Evaluation of liver toxicological effects induced by polyalkylcyanoacrylate nanoparticles.

Intravenous administration of drug-loaded polyalkylcyanoacrylate (PACA) nanoparticles is followed by a rapid uptake by the tissues of the reticuloendothelial system, mainly the liver. Nevertheless, it is so far unknown whether chronic administration of nanoparticles can lead to damage to the liver cells. We have studied the subacute toxicological effects of these drug carriers in a rat in vivo/ex vivo model. Nanoparticles were administered intravenously at a total dose of 200 mg/kg for 14 days (10 individual doses of 20 mg/kg). Hepatocytes were then isolated.
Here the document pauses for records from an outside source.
//! 跨账号访问建立服务（公开入口）

use std::sync::Arc;

use tokio_util::sync::CancellationToken;

use dns_access_broker_provider::{CrossAccountApi, Session};

use crate::error::{CoreResult, Diagnostic};
use crate::services::{AccessVerifier, RoleAssumer};
use crate::traits::{RetrySleeper, TokioSleeper};
use crate::types::{AccessConfig, AccessResult, RoleAssumptionRequest};

/// Prefix of diagnostics produced while assuming the DNS role.
pub const ASSUME_ROLE_FAILED_PREFIX: &str = "Failed to assume DNS role: ";
/// Prefix of diagnostics produced while verifying Route53 access.
pub const VERIFY_ACCESS_FAILED_PREFIX: &str = "Failed to verify Route53 access: ";

/// Sequences role assumption and access verification.
///
/// Holds only the API handle and immutable configuration, so one instance can
/// serve concurrent invocations; each invocation owns its own request,
/// credentials and session. Retries are delegated entirely to [`RoleAssumer`].
pub struct AccessSetupService {
    assumer: RoleAssumer,
    verifier: AccessVerifier,
}

impl AccessSetupService {
    /// 创建服务实例（配置先校验）
    pub fn new(api: Arc<dyn CrossAccountApi>, config: AccessConfig) -> CoreResult<Self> {
        Self::with_sleeper(api, config, Arc::new(TokioSleeper))
    }

    /// 创建服务实例，使用自定义重试等待实现
    pub fn with_sleeper(
        api: Arc<dyn CrossAccountApi>,
        config: AccessConfig,
        sleeper: Arc<dyn RetrySleeper>,
    ) -> CoreResult<Self> {
        config.validate()?;
        let verifier = AccessVerifier::new(api.clone(), config.max_zone_probe_items);
        let assumer = RoleAssumer::with_sleeper(api, config, sleeper);
        Ok(Self { assumer, verifier })
    }

    /// 当前配置
    pub fn config(&self) -> &AccessConfig {
        self.assumer.config()
    }

    /// Obtains and verifies a Route53 session in the DNS account.
    pub async fn setup_access(
        &self,
        dns_account_id: &str,
        dns_role_name: &str,
        external_id: &str,
        hosted_zone_id: &str,
    ) -> AccessResult {
        self.setup_access_with_cancel(
            dns_account_id,
            dns_role_name,
            external_id,
            hosted_zone_id,
            &CancellationToken::new(),
        )
        .await
    }

    /// Like [`setup_access`](Self::setup_access), abortable through `cancel`
    /// while a retry delay is pending.
    pub async fn setup_access_with_cancel(
        &self,
        dns_account_id: &str,
        dns_role_name: &str,
        external_id: &str,
        hosted_zone_id: &str,
        cancel: &CancellationToken,
    ) -> AccessResult {
        match self
            .run(dns_account_id, dns_role_name, external_id, hosted_zone_id, cancel)
            .await
        {
            Ok(session) => AccessResult::granted(session),
            Err(diagnostic) => AccessResult::failed(diagnostic),
        }
    }

    async fn run(
        &self,
        dns_account_id: &str,
        dns_role_name: &str,
        external_id: &str,
        hosted_zone_id: &str,
        cancel: &CancellationToken,
    ) -> Result<Session, Diagnostic> {
        // Step 1: assume role
        let request = RoleAssumptionRequest::new(dns_account_id, dns_role_name, external_id)
            .map_err(|e| Diagnostic::from(e).prefixed(ASSUME_ROLE_FAILED_PREFIX))?;

        let session = self
            .assumer
            .assume_role(&request, cancel)
            .await
            .map_err(|d| d.prefixed(ASSUME_ROLE_FAILED_PREFIX))?;

        // Step 2: verify access
        self.verifier
            .verify_access(Some(&session), hosted_zone_id)
            .await
            .map_err(|d| d.prefixed(VERIFY_ACCESS_FAILED_PREFIX))?;

        log::debug!(
            "Route53 access verified for {} on zone {hosted_zone_id}",
            request.role_arn()
        );
        Ok(session)
    }
}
Levels of alpha 1-acid glycoprotein secretion increased while albumin secretion decreased in hepatocytes from rats treated with PACA nanoparticles. In addition, glucose production due to the fructose metabolism was lowered. Treated rats induced a temporary increase and hyposialyation of serum alpha 1-acid glycoprotein. These effects were reversible 15 days after the treatment was concluded. Finally, the involvement of Kupffer cells and polymer degradation products was studied in vitro. Modifications of hepatocyte protein synthesis related to the treatments were only observed when direct contact between nanoparticles and hepatocytes existed. Kupffer cells and polymer degradation products did not mediate the hepatocyte response to nanoparticles in vitro. In conclusion, modifications in hepatic function after chronic administration of PACA nanoparticles have been detected by the use of very sensitive models for detecting hepatoxicity. These effects were, however, found to be reversible when the treatment was stopped.